Open Access, Open Data, Open Science
January 26, 2016
By Melissa Cheung
The open access (OA) movement has gained a lot of momentum, especially with the implementation of OA policies from funding agencies in many countries. We can think of openness in science as a continuum, and the next step in making science open and transparent is open access to research data, also known as open data. As modern research becomes more complex and data-driven, access to research data is critical to advancing scientific knowledge. Open data enables a wider group of researchers to build upon existing knowledge by reusing data in novel ways.
Although some disciplines already have a culture of sharing research data, most researchers are reluctant to make their research data publicly available. The main reasons for not sharing research data include the fear of being scooped by a competitor before publishing their findings, improper or lack of attribution, misinterpretation of the data by others, or the embarrassment of someone identifying errors in the data or the analysis.
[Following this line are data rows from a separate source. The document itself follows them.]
// ---------------------------------------------------------------------------
// Application
// ---------------------------------------------------------------------------

/// Apply hunks in order over the base content.
///
/// Deletion and context lines are verified against the base; any mismatch
/// fails the whole file so callers record a reject instead of a bad write.
fn apply_hunks(base: &str, hunks: &[Hunk]) -> Result<String, String> {
    let lines: Vec<&str> = base.split('\n').collect();
    let mut result: Vec<String> = Vec::new();
    let mut cursor = 0usize;

    for hunk in hunks {
        let target = hunk.orig_start.saturating_sub(1);
        if target > lines.len() {
            return Err(format!(
                "hunk start {} is beyond end of file ({} lines)",
                hunk.orig_start,
                lines.len()
            ));
        }
        while cursor < target {
            result.push(lines[cursor].to_string());
            cursor += 1;
        }

        for hunk_line in &hunk.lines {
            if let Some(deleted) = hunk_line.strip_prefix('-') {
                if cursor >= lines.len() || lines[cursor] != deleted {
                    return Err(mismatch_reason(deleted, lines.get(cursor), cursor));
                }
                cursor += 1;
            } else if let Some(added) = hunk_line.strip_prefix('+') {
                result.push(added.to_string());
            } else if hunk_line.starts_with('\\') {
                // "\ No newline at end of file" markers carry no content.
            } else {
                let context = hunk_line.strip_prefix(' ').unwrap_or(hunk_line);
                if cursor >= lines.len() || lines[cursor] != context {
                    return Err(mismatch_reason(context, lines.get(cursor), cursor));
                }
                result.push(lines[cursor].to_string());
                cursor += 1;
            }
        }
    }

    while cursor < lines.len() {
        result.push(lines[cursor].to_string());
        cursor += 1;
    }

    Ok(result.join("\n"))
}

fn mismatch_reason(expected: &str, actual: Option<&&str>, cursor: usize) -> String {
    match actual {
        Some(actual) => format!(
            "hunk does not match at line {}: expected {expected:?}, found {actual:?}",
            cursor + 1
        ),
        None => format!("hunk does not match: expected {expected:?} past end of file"),
    }
}

/// Write through a temp file in the same directory, then rename into place.
fn write_atomic(path: &std::path::Path, content: &str) -> std::io::Result<()> {
    let dir = path.parent().unwrap_or_else(|| std::path::Path::new("."));
    std::fs::create_dir_all(dir)?;
    let tmp = dir.join(format!(".webforge-patch-{}", Uuid::new_v4()));
    std::fs::write(&tmp, content)?;
    std::fs::rename(&tmp, path)
}

/// Hex-encoded SHA-256.
fn sha_hex(content: &str) -> String {
    Sha256::digest(content.as_bytes())
        .iter()
        .map(|b| format!("{b:02x}"))
        .collect()
}

#[cfg(test)]
mod tests {
    use super::*;
    use crate::config::{AgentMode, Limits};
    use crate::testsupport::TestTempDir;
    use crate::tools::CommandTable;
    use std::sync::Arc;
    use uuid::Uuid;

    const NEW_FILE_PATCH: &str = "--- /dev/null\n+++ new.txt\n@@ -0,0 +1,1 @@\n+hi\n";

    fn context_for(fixture: &TestTempDir) -> ToolContext {
        ToolContext::new(
            Uuid::new_v4(),
            Uuid::new_v4(),
            Uuid::new_v4(),
            fixture.path().to_path_buf(),
            AgentMode::Write,
            Limits::default(),
            Arc::new(CommandTable::new()),
        )
    }

    fn args(value: Value) -> ArgMap {
        value.as_object().cloned().unwrap()
    }

    #[tokio::test]
    async fn missing_patch_is_a_validation_error() {
        let fixture = TestTempDir::new("patch-nopatch");
        let result = ApplyPatchTool
            .execute(&args(json!({})), &context_for(&fixture))
            .await;
        assert_eq!(result.error.unwrap().code, codes::VALIDATION_ERROR);
    }

    #[tokio::test]
    async fn creates_new_file_with_shas() {
        let fixture = TestTempDir::new("patch-create");
        let result = ApplyPatchTool
            .execute(
                &args(json!({"patch": NEW_FILE_PATCH, "dry_run": false})),
                &context_for(&fixture),
            )
            .await;
        assert!(result.ok, "result: {result:?}");
        let data = result.data.unwrap();
        let applied = &data["applied"][0];
        assert_eq!(applied["path"], "new.txt");
        // SHA256("") and SHA256("hi\n")
        assert_eq!(
            applied["sha_before"],
            "e3b0c44298fc1c149afbf4c8996fb92427ae41e4649b934ca495991b7852b855"
        );
        assert_eq!(
            applied["sha_after"],
            "98ea6e4f216f2fb4b69fff9b3a44842c38686ca685f3f55dc48c5d3fb1107be4"
        );
        let written = std::fs::read_to_string(fixture.path().join("new.txt")).unwrap();
        assert_eq!(written, "hi\n");
    }

    #[tokio::test]
    async fn dry_run_previews_without_writing() {
        let fixture = TestTempDir::new("patch-dryrun");
        let result = ApplyPatchTool
            .execute(&args(json!({"patch": NEW_FILE_PATCH})), &context_for(&fixture))
            .await;
        assert!(result.ok);
        let data = result.data.unwrap();
        assert_eq!(data["applied"][0]["content"], "hi\n");
        assert!(data["preview_summary"]
            .as_str()
            .unwrap()
            .contains("1 files"));
        assert!(!fixture.path().join("new.txt").exists());
    }

    // Verifies the §8 equivalence: dry-run preview content equals the file
    // content after a real apply.
    #[tokio::test]
    async fn dry_run_preview_matches_real_apply() {
        let fixture = TestTempDir::new("patch-equivalence");
        fixture.write("code.txt", "alpha\nbeta\ngamma\n");
        let patch =
            "--- a/code.txt\n+++ b/code.txt\n@@ -1,3 +1,3 @@\n alpha\n-beta\n+BETA\n gamma\n";
        let ctx = context_for(&fixture);

        let preview = ApplyPatchTool
            .execute(&args(json!({"patch": patch, "dry_run": true})), &ctx)
            .await;
        let preview_content = preview.data.unwrap()["applied"][0]["content"]
            .as_str()
            .unwrap()
            .to_string();

        let apply = ApplyPatchTool
            .execute(&args(json!({"patch": patch, "dry_run": false})), &ctx)
            .await;
        assert!(apply.ok);
        let on_disk = std::fs::read_to_string(fixture.path().join("code.txt")).unwrap();
        assert_eq!(on_disk, preview_content);
        assert_eq!(on_disk, "alpha\nBETA\ngamma\n");
    }

    #[tokio::test]
    async fn dev_null_base_overwrites_existing_file() {
        let fixture = TestTempDir::new("patch-overwrite");
        fixture.write("new.txt", "old content that must vanish\n");
        let result = ApplyPatchTool
            .execute(
                &args(json!({"patch": NEW_FILE_PATCH, "dry_run": false})),
                &context_for(&fixture),
            )
            .await;
        assert!(result.ok);
        let data = result.data.unwrap();
        assert_eq!(data["rejects"].as_array().unwrap().len(), 0);
        let written = std::fs::read_to_string(fixture.path().join("new.txt")).unwrap();
        assert_eq!(written, "hi\n");
    }

    #[tokio::test]
    async fn mismatched_hunk_records_reject_and_leaves_file_alone() {
        let fixture = TestTempDir::new("patch-reject");
        fixture.write("code.txt", "actual content\n");
        let patch =
            "--- a/code.txt\n+++ b/code.txt\n@@ -1,1 +1,1 @@\n-expected content\n+replacement\n";
        let result = ApplyPatchTool
            .execute(
                &args(json!({"patch": patch, "dry_run": false})),
                &context_for(&fixture),
            )
            .await;
        assert!(result.ok);
        let data = result.data.unwrap();
        assert_eq!(data["applied"].as_array().unwrap().len(), 0);
        let reject = &data["rejects"][0];
        assert_eq!(reject["path"], "code.txt");
        assert!(reject["reason"].as_str().unwrap().contains("does not match"));
        assert!(reject["hunk"].as_str().unwrap().contains("@@ -1,1 +1,1 @@"));
        let untouched = std::fs::read_to_string(fixture.path().join("code.txt")).unwrap();
        assert_eq!(untouched, "actual content\n");
    }

    #[tokio::test]
    async fn multi_file_patch_applies_good_files_despite_bad_ones() {
        let fixture = TestTempDir::new("patch-multi");
        fixture.write("good.txt", "keep\n");
        let patch = concat!(
            "--- a/good.txt\n+++ b/good.txt\n@@ -1,1 +1,2 @@\n keep\n+added\n",
            "--- a/bad.txt\n+++ b/bad.txt\n@@ -1,1 +1,1 @@\n-not there\n+nope\n",
        );
        let result = ApplyPatchTool
            .execute(
                &args(json!({"patch": patch, "dry_run": false})),
                &context_for(&fixture),
            )
            .await;
        let data = result.data.unwrap();
        assert_eq!(data["applied"].as_array().unwrap().len(), 1);
        assert_eq!(data["rejects"].as_array().unwrap().len(), 1);
        let written = std::fs::read_to_string(fixture.path().join("good.txt")).unwrap();
        assert_eq!(written, "keep\nadded\n");
    }

    #[tokio::test]
    async fn file_cap_reports_size_limit() {
        let fixture = TestTempDir::new("patch-cap");
        let mut ctx = context_for(&fixture);
        ctx.limits.max_patch_files = 1;
        let patch = concat!(
            "--- /dev/null\n+++ one.txt\n@@ -0,0 +1,1 @@\n+1\n",
            "--- /dev/null\n+++ two.txt\n@@ -0,0 +1,1 @@\n+2\n",
        );
        let result = ApplyPatchTool
            .execute(&args(json!({"patch": patch})), &ctx)
            .await;
        let error = result.error.unwrap();
        assert_eq!(error.code, codes::SIZE_LIMIT_EXCEEDED);
        assert_eq!(error.details.unwrap()["files"], 2);
    }

    #[tokio::test]
    async fn escaping_target_path_is_rejected_per_file() {
        let fixture = TestTempDir::new("patch-escape");
        let patch = "--- /dev/null\n+++ ../outside.txt\n@@ -0,0 +1,1 @@\n+bad\n";
        let result = ApplyPatchTool
            .execute(
                &args(json!({"patch": patch, "dry_run": false})),
                &context_for(&fixture),
            )
            .await;
        let data = result.data.unwrap();
        assert_eq!(data["rejects"].as_array().unwrap().len(), 1);
    }

    #[tokio::test]
    async fn malformed_header_is_a_validation_error() {
        let fixture = TestTempDir::new("patch-malformed");
        let patch = "--- /dev/null\n+++ x.txt\n@@ not a header @@\n+line\n";
        let result = ApplyPatchTool
            .execute(&args(json!({"patch": patch})), &context_for(&fixture))
            .await;
        assert_eq!(result.error.unwrap().code, codes::VALIDATION_ERROR);
    }

    #[test]
    fn hunk_header_parses_with_and_without_counts() {
        assert_eq!(parse_hunk_header("@@ -1,3 +1,4 @@"), Some((1, 3)));
        assert_eq!(parse_hunk_header("@@ -7 +7 @@"), Some((7, 1)));
        assert_eq!(parse_hunk_header("@@ -0,0 +1,2 @@ trailing"), Some((0, 0)));
        assert_eq!(parse_hunk_header("@@ garbage @@"), None);
    }

    #[test]
    fn apply_hunks_preserves_unchanged_suffix() {
        let base = "one\ntwo\nthree\nfour\n";
        let hunks = vec![Hunk {
            orig_start: 2,
            lines: vec!["-two".into(), "+TWO".into()],
        }];
        let patched = apply_hunks(base, &hunks).unwrap();
        assert_eq!(patched, "one\nTWO\nthree\nfour\n");
    }
}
Despite these concerns, the benefits of open access to research data outweigh the risks. As the recent working paper “The open research value proposition: How sharing can help researchers succeed” outlines, open science practices can boost a researcher's career through increased citations and opportunities for collaboration.
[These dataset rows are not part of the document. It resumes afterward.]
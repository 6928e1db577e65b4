//! Webforge — agent, tool, and terminal core for a browser-hosted IDE.
//!
//! This crate drives a tool-using LLM agent over a project directory: it
//! streams model output, executes sandboxed tools under an approval policy,
//! and backs the web terminal with persistent PTY sessions. The HTTP and
//! WebSocket surface, auth, and project registration live in the embedding
//! service; this crate is the engine underneath them.
//!
//! # Quick start
//!
//! ```no_run
//! use webforge::agent::Orchestrator;
//! use webforge::config::{load_config, AgentConfig, AgentMode};
//! use webforge::provider::make_provider;
//! use webforge::tools::ToolRegistry;
//! # use std::path::PathBuf;
//!
//! # async fn example() {
//! let config = load_config(None).unwrap();
//! let provider = make_provider("openai", &config.provider);
//! let orchestrator =
//!     Orchestrator::new(ToolRegistry::with_builtins(), provider, config.provider.clone());
//!
//! let session = orchestrator.sessions().create(
//!     uuid::Uuid::new_v4(),
//!     uuid::Uuid::new_v4(),
//!     uuid::Uuid::new_v4(),
//!     AgentConfig::for_project(&config, AgentMode::Safe, PathBuf::from("/srv/projects/demo")),
//! );
//! let (tx, _rx) = tokio::sync::mpsc::unbounded_channel();
//! let outcome = orchestrator.run(&session, "list the repo", &tx, None).await;
//! println!("{outcome:?}");
//! # }
//! ```

/// Orchestrator step loop and the event fabric.
pub mod agent;
/// Config loading, defaults, and per-session settings.
pub mod config;
/// Error types used across crate modules.
pub mod error;
/// Project-root path confinement.
pub mod pathguard;
/// Per-call allow/confirm/deny policy decisions.
pub mod policy;
/// Model-provider adapters and streaming chunk types.
pub mod provider;
/// Bounded byte FIFO backing terminal backlogs.
pub mod ringbuf;
/// Per-conversation session state and the session registry.
pub mod session;
/// Terminal PTY sessions, backlog, and control frames.
pub mod terminal;
#[cfg(test)]
/// Shared testing utilities compiled only for tests.
pub mod testsupport;
/// Built-in tool implementations and the tool registry.
pub mod tools;
/// Wire data model for OpenAI-compatible chat endpoints.
pub mod types;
In a publish or perish culture, journal citations are the primary currency and other valuable research outputs are typically not considered in assessments of research impact. However, many forms of research outputs can be valuable. For example, negative results, where the data do not support the hypothesis, are rarely published in journal articles; but making these data publicly available and citable would reduce the costs of duplicating failed experiments, while allowing researchers to receive credit for their work.
In some disciplines, publicly sharing your research data, preliminary analysis, or a pre-print establishes scientific priority, giving researchers a citation advantage: their work can be cited even as the final paper undergoes peer-review. Furthermore, researchers can receive feedback and improve their work by sharing their research data or preliminary analysis before publication, resulting in the submission of higher quality articles that are more likely to be accepted for publication.
Reproducibility is one of the fundamental principles in scientific research, and yet many studies are not reproducible due to low quality or fraudulent data. Research methods and findings can only be validated if independent researchers can replicate results, and any researcher can tell you how difficult it is to reproduce research results based only on vague methodology sections in journal articles. Sharing research data and other open science practices could solve the reproducibility problem and help to curb scientific misconduct. Researchers who share their data have a greater incentive to ensure that their work will stand up to scrutiny while allowing others to verify results and validate conclusions, thus increasing the quality of science overall.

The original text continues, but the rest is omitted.